12. Notices. Any notice or other communication between the parties hereto shall be in writing and shall be delivered personally or by courier and shall be deemed delivered upon receipt if sent by personal delivery, and three (3) business days after deposit if sent by courier. Such notices or communications shall be sent to the following addresses:

 

(a) if to Buyer:

 

Lituus Technologies Pvt. Ltd.

Address: A-21, 1st Floor, Ghanshyam Industrial Estate,

Off Veera Desai Road, Andheri West, Mumbai - 400053

Attn: Nimish Pandya, Director

 

or at such other address or addresses as may have been furnished in writing by Buyer to Seller

 

and

 

(b) if to Seller:

 

Reachnet Cable Services Pvt. Ltd.

Address: Crescent Towers, 1st Floor, 229, A.J.C Bose Road,

Kolkatta 700 020

Attn: Jagjit Singh Kohli, Director

 

or at such other address or addresses as may have been furnished in writing by Seller to Buyer.

 

13. Survivorship. The representatives, covenants and obligations of the parties as set forth in this Agreement shall survive the Closing of the title hereunder.

 

14. Binding Effect. All of the terms, covenants and conditions herein contained shall be for and shall inure to the benefit of and shall bind the respective parties hereto and their successors and assigns, respectively.

 

15. Assignment to Corporation. This Agreement may be assigned by Buyer to a company controlled by Buyer in place and instead of Buyer; however, Buyer shall not, upon such assignment, be relieved of performance hereunder and pursuant to the provisions hereof.

 

16. Governing Law. The parties hereto expressly agree that this Agreement will be governed by, interpreted under, and construed and enforced exclusively in accordance with the laws of India.

 

17. Arbitration.
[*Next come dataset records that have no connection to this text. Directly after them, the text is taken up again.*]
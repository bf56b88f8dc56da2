//! Catalog-edit intents proposed by the modeling assistant.
//!
//! Each action kind owns a statically shaped payload; consumers match on the
//! variant instead of inspecting fields. On the wire an action is
//! `{"type": "add_table", "payload": {...}}`. Actions are parsed and described
//! here but never applied to a model.

use crate::error::Result;
use serde::{Deserialize, Serialize};
use std::fmt;

/// Cardinality of a relationship between two tables.
#[derive(Debug, Clone, Copy, PartialEq, Eq, Serialize, Deserialize)]
#[serde(rename_all = "snake_case")]
pub enum Cardinality {
    /// One-to-one relation (unique foreign key).
    OneToOne,
    /// One-to-many relation (foreign key on many side).
    OneToMany,
    /// Many-to-many relation (requires a join table).
    ManyToMany,
}

/// Column definition carried by add actions.
#[derive(Debug, Clone, PartialEq, Eq, Serialize, Deserialize)]
pub struct ColumnSpec {
    pub name: String,
    pub data_type: String,
    #[serde(default = "default_nullable")]
    pub nullable: bool,
    #[serde(default)]
    pub primary_key: bool,
    #[serde(default, skip_serializing_if = "Option::is_none")]
    pub default_value: Option<String>,
}

fn default_nullable() -> bool {
    true
}

/// Table definition carried by `AddTable`.
#[derive(Debug, Clone, PartialEq, Eq, Serialize, Deserialize)]
pub struct TableSpec {
    pub name: String,
    #[serde(default, skip_serializing_if = "Option::is_none")]
    pub schema: Option<String>,
    #[serde(default, skip_serializing_if = "Option::is_none")]
    pub description: Option<String>,
    #[serde(default)]
    pub columns: Vec<ColumnSpec>,
}

/// Relationship definition carried by `AddRelationship`.
#[derive(Debug, Clone, PartialEq, Eq, Serialize, Deserialize)]
pub struct RelationshipSpec {
    pub name: String,
    pub source_table_id: String,
    pub source_column_id: String,
    pub target_table_id: String,
    pub target_column_id: String,
    pub cardinality: Cardinality,
}

/// Index definition carried by `AddIndex`.
#[derive(Debug, Clone, PartialEq, Eq, Serialize, Deserialize)]
pub struct IndexSpec {
    pub name: String,
    pub table_id: String,
    pub column_ids: Vec<String>,
    #[serde(default)]
    pub unique: bool,
}

#[derive(Debug, Clone, PartialEq, Eq, Serialize, Deserialize)]
pub struct AddTablePayload {
    pub table: TableSpec,
}

/// Only the fields present are changed.
#[derive(Debug, Clone, PartialEq, Eq, Serialize, Deserialize)]
pub struct UpdateTablePayload {
    pub table_id: String,
    #[serde(default, skip_serializing_if = "Option::is_none")]
    pub name: Option<String>,
    #[serde(default, skip_serializing_if = "Option::is_none")]
    pub description: Option<String>,
}

#[derive(Debug, Clone, PartialEq, Eq, Serialize, Deserialize)]
pub struct DeleteTablePayload {
    pub table_id: String,
}

#[derive(Debug, Clone, PartialEq, Eq, Serialize, Deserialize)]
pub struct AddColumnPayload {
    pub table_id: String,
    pub column: ColumnSpec,
}

/// Only the fields present are changed.
#[derive(Debug, Clone, PartialEq, Eq, Serialize, Deserialize)]
pub struct UpdateColumnPayload {
    pub table_id: String,
    pub column_id: String,
    #[serde(default, skip_serializing_if = "Option::is_none")]
    pub name: Option<String>,
    #[serde(default, skip_serializing_if = "Option::is_none")]
    pub data_type: Option<String>,
    #[serde(default, skip_serializing_if = "Option::is_none")]
    pub nullable: Option<bool>,
    #[serde(default, skip_serializing_if = "Option::is_none")]
    pub primary_key: Option<bool>,
    #[serde(default, skip_serializing_if = "Option::is_none")]
    pub default_value: Option<String>,
}

#[derive(Debug, Clone, PartialEq, Eq, Serialize, Deserialize)]
pub struct DeleteColumnPayload {
    pub table_id: String,
    pub column_id: String,
}

#[derive(Debug, Clone, PartialEq, Eq, Serialize, Deserialize)]
pub struct AddRelationshipPayload {
    pub relationship: RelationshipSpec,
}

#[derive(Debug, Clone, PartialEq, Eq, Serialize, Deserialize)]
pub struct UpdateRelationshipPayload {
    pub relationship_id: String,
    #[serde(default, skip_serializing_if = "Option::is_none")]
    pub name: Option<String>,
    #[serde(default, skip_serializing_if = "Option::is_none")]
    pub cardinality: Option<Cardinality>,
}

#[derive(Debug, Clone, PartialEq, Eq, Serialize, Deserialize)]
pub struct DeleteRelationshipPayload {
    pub relationship_id: String,
}

#[derive(Debug, Clone, PartialEq, Eq, Serialize, Deserialize)]
pub struct AddIndexPayload {
    pub index: IndexSpec,
}

#[derive(Debug, Clone, PartialEq, Eq, Serialize, Deserialize)]
pub struct UpdateIndexPayload {
    pub index_id: String,
    #[serde(default, skip_serializing_if = "Option::is_none")]
    pub name: Option<String>,
    #[serde(default, skip_serializing_if = "Option::is_none")]
    pub column_ids: Option<Vec<String>>,
    #[serde(default, skip_serializing_if = "Option::is_none")]
    pub unique: Option<bool>,
}

#[derive(Debug, Clone, PartialEq, Eq, Serialize, Deserialize)]
pub struct DeleteIndexPayload {
    pub index_id: String,
}

/// A single catalog-edit intent.
#[derive(Debug, Clone, PartialEq, Eq, Serialize, Deserialize)]
#[serde(tag = "type", content = "payload", rename_all = "snake_case")]
pub enum AssistantAction {
    AddTable(AddTablePayload),
    UpdateTable(UpdateTablePayload),
    DeleteTable(DeleteTablePayload),
    AddColumn(AddColumnPayload),
    UpdateColumn(UpdateColumnPayload),
    DeleteColumn(DeleteColumnPayload),
    AddRelationship(AddRelationshipPayload),
    UpdateRelationship(UpdateRelationshipPayload),
    DeleteRelationship(DeleteRelationshipPayload),
    AddIndex(AddIndexPayload),
    UpdateIndex(UpdateIndexPayload),
    DeleteIndex(DeleteIndexPayload),
}

/// What an action does.
#[derive(Debug, Clone, Copy, PartialEq, Eq, Hash)]
pub enum ActionVerb {
    Add,
    Update,
    Delete,
}

/// What an action touches.
#[derive(Debug, Clone, Copy, PartialEq, Eq, Hash)]
pub enum ActionTarget {
    Table,
    Column,
    Relationship,
    Index,
}

/// Verb and target of an action, without its payload.
#[derive(Debug, Clone, Copy, PartialEq, Eq, Hash)]
pub struct ActionKind {
    pub verb: ActionVerb,
    pub target: ActionTarget,
}

impl fmt::Display for ActionKind {
    fn fmt(&self, f: &mut fmt::Formatter<'_>) -> fmt::Result {
        let verb = match self.verb {
            ActionVerb::Add => "add",
            ActionVerb::Update => "update",
            ActionVerb::Delete => "delete",
        };
        let target = match self.target {
            ActionTarget::Table => "table",
            ActionTarget::Column => "column",
            ActionTarget::Relationship => "relationship",
            ActionTarget::Index => "index",
        };
        write!(f, "{}_{}", verb, target)
    }
}

impl AssistantAction {
    /// Verb and target of this action.
    pub fn kind(&self) -> ActionKind {
        use ActionTarget::*;
        use ActionVerb::*;
        let (verb, target) = match self {
            AssistantAction::AddTable(_) => (Add, Table),
            AssistantAction::UpdateTable(_) => (Update, Table),
            AssistantAction::DeleteTable(_) => (Delete, Table),
            AssistantAction::AddColumn(_) => (Add, Column),
            AssistantAction::UpdateColumn(_) => (Update, Column),
            AssistantAction::DeleteColumn(_) => (Delete, Column),
            AssistantAction::AddRelationship(_) => (Add, Relationship),
            AssistantAction::UpdateRelationship(_) => (Update, Relationship),
            AssistantAction::DeleteRelationship(_) => (Delete, Relationship),
            AssistantAction::AddIndex(_) => (Add, Index),
            AssistantAction::UpdateIndex(_) => (Update, Index),
            AssistantAction::DeleteIndex(_) => (Delete, Index),
        };
        ActionKind { verb, target }
    }

    pub fn verb(&self) -> ActionVerb {
        self.kind().verb
    }

    pub fn target(&self) -> ActionTarget {
        self.kind().target
    }

    /// The table the action is scoped to, when the payload names one.
    pub fn table_id(&self) -> Option<&str> {
        match self {
            AssistantAction::UpdateTable(p) => Some(&p.table_id),
            AssistantAction::DeleteTable(p) => Some(&p.table_id),
            AssistantAction::AddColumn(p) => Some(&p.table_id),
            AssistantAction::UpdateColumn(p) => Some(&p.table_id),
            AssistantAction::DeleteColumn(p) => Some(&p.table_id),
            AssistantAction::AddRelationship(p) => Some(&p.relationship.source_table_id),
            AssistantAction::AddIndex(p) => Some(&p.index.table_id),
            AssistantAction::AddTable(_)
            | AssistantAction::UpdateRelationship(_)
            | AssistantAction::DeleteRelationship(_)
            | AssistantAction::UpdateIndex(_)
            | AssistantAction::DeleteIndex(_) => None,
        }
    }

    /// One-line human description.
    pub fn summary(&self) -> String {
        match self {
            AssistantAction::AddTable(p) => format!(
                "Add table {} with {} column(s)",
                qualified(p.table.schema.as_deref(), &p.table.name),
                p.table.columns.len()
            ),
            AssistantAction::UpdateTable(p) => match &p.name {
                Some(name) => format!("Rename table {} to {}", p.table_id, name),
                None => format!("Update table {}", p.table_id),
            },
            AssistantAction::DeleteTable(p) => format!("Delete table {}", p.table_id),
            AssistantAction::AddColumn(p) => format!(
                "Add column {} {} to table {}",
                p.column.name, p.column.data_type, p.table_id
            ),
            AssistantAction::UpdateColumn(p) => {
                format!("Update column {} of table {}", p.column_id, p.table_id)
            }
            AssistantAction::DeleteColumn(p) => {
                format!("Delete column {} from table {}", p.column_id, p.table_id)
            }
            AssistantAction::AddRelationship(p) => {
                let r = &p.relationship;
                format!(
                    "Add relationship {} ({}.{} -> {}.{}, {})",
                    r.name,
                    r.source_table_id,
                    r.source_column_id,
                    r.target_table_id,
                    r.target_column_id,
                    cardinality_label(r.cardinality)
                )
            }
            AssistantAction::UpdateRelationship(p) => {
                format!("Update relationship {}", p.relationship_id)
            }
            AssistantAction::DeleteRelationship(p) => {
                format!("Delete relationship {}", p.relationship_id)
            }
            AssistantAction::AddIndex(p) => format!(
                "Add {}index {} on {} ({})",
                if p.index.unique { "unique " } else { "" },
                p.index.name,
                p.index.table_id,
                p.index.column_ids.join(", ")
            ),
            AssistantAction::UpdateIndex(p) => format!("Update index {}", p.index_id),
            AssistantAction::DeleteIndex(p) => format!("Delete index {}", p.index_id),
        }
    }
}

fn qualified(schema: Option<&str>, name: &str) -> String {
    match schema {
        Some(schema) => format!("{}.{}", schema, name),
        None => name.to_string(),
    }
}

fn cardinality_label(cardinality: Cardinality) -> &'static str {
    match cardinality {
        Cardinality::OneToOne => "1:1",
        Cardinality::OneToMany => "1:N",
        Cardinality::ManyToMany => "N:M",
    }
}

/// Parse one action or an array of actions from JSON.
pub fn parse_actions(json: &str) -> Result<Vec<AssistantAction>> {
    if json.trim_start().starts_with('[') {
        Ok(serde_json::from_str(json)?)
    } else {
        Ok(vec![serde_json::from_str(json)?])
    }
}

#[cfg(test)]
mod tests {
    use super::*;

    #[test]
    fn test_parse_tagged_payload() {
        let json = r#"{
            "type": "add_column",
            "payload": {
                "table_id": "tbl-customer",
                "column": { "name": "email", "data_type": "VARCHAR(255)", "nullable": false }
            }
        }"#;
        let actions = parse_actions(json).unwrap();
        assert_eq!(actions.len(), 1);

        let AssistantAction::AddColumn(payload) = &actions[0] else {
            panic!("expected AddColumn, got {:?}", actions[0]);
        };
        assert_eq!(payload.column.name, "email");
        assert!(!payload.column.nullable);
        assert!(!payload.column.primary_key);
        assert_eq!(actions[0].table_id(), Some("tbl-customer"));
        assert_eq!(actions[0].kind().to_string(), "add_column");
    }

    #[test]
    fn test_parse_batch() {
        let json = r#"[
            {"type": "delete_index", "payload": {"index_id": "idx-1"}},
            {"type": "add_index", "payload": {"index": {
                "name": "ux_email", "table_id": "tbl-customer",
                "column_ids": ["col-email"], "unique": true
            }}},
            {"type": "update_table", "payload": {"table_id": "tbl-order", "name": "orders"}}
        ]"#;
        let actions = parse_actions(json).unwrap();
        let summaries: Vec<String> = actions.iter().map(|a| a.summary()).collect();
        assert_eq!(
            summaries,
            vec![
                "Delete index idx-1",
                "Add unique index ux_email on tbl-customer (col-email)",
                "Rename table tbl-order to orders",
            ]
        );
        assert_eq!(actions[0].verb(), ActionVerb::Delete);
        assert_eq!(actions[1].target(), ActionTarget::Index);
    }

    #[test]
    fn test_payload_shape_is_enforced() {
        // delete_table requires table_id; a column payload does not fit.
        let json = r#"{"type": "delete_table", "payload": {"column_id": "c"}}"#;
        assert!(parse_actions(json).is_err());

        let json = r#"{"type": "drop_everything", "payload": {}}"#;
        assert!(parse_actions(json).is_err());
    }

    #[test]
    fn test_payload_error_names_missing_field() {
        let json = r#"[{"type": "delete_table", "payload": {"table": "x"}}]"#;
        let message = parse_actions(json).unwrap_err().to_string();
        assert!(message.contains("table_id"), "{message}");
        assert!(message.contains("line"), "{message}");

        let json = r#"{"type": "delete_table", "payload": {"table": "x"}}"#;
        let message = parse_actions(json).unwrap_err().to_string();
        assert!(message.contains("table_id"), "{message}");
    }

    #[test]
    fn test_serialize_wire_shape() {
        let action = AssistantAction::AddRelationship(AddRelationshipPayload {
            relationship: RelationshipSpec {
                name: "customer_orders".into(),
                source_table_id: "tbl-customer".into(),
                source_column_id: "col-id".into(),
                target_table_id: "tbl-order".into(),
                target_column_id: "col-customer-id".into(),
                cardinality: Cardinality::OneToMany,
            },
        });
        let json = serde_json::to_value(&action).unwrap();
        assert_eq!(json["type"], "add_relationship");
        assert_eq!(json["payload"]["relationship"]["cardinality"], "one_to_many");
        assert_eq!(
            action.summary(),
            "Add relationship customer_orders (tbl-customer.col-id -> tbl-order.col-customer-id, 1:N)"
        );
    }
}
Any controversy involving the construction or application of any of the terms, provisions or conditions of this Agreement shall, on the written request of either party served on the other, be submitted to sole arbitration under the provisions of the Arbitration and Conciliation Act, 2015. The cost of arbitration and reasonable attorney fees shall be borne equally by each party. The seat of arbitration shall be in Mumbai and the proceedings shall be in English.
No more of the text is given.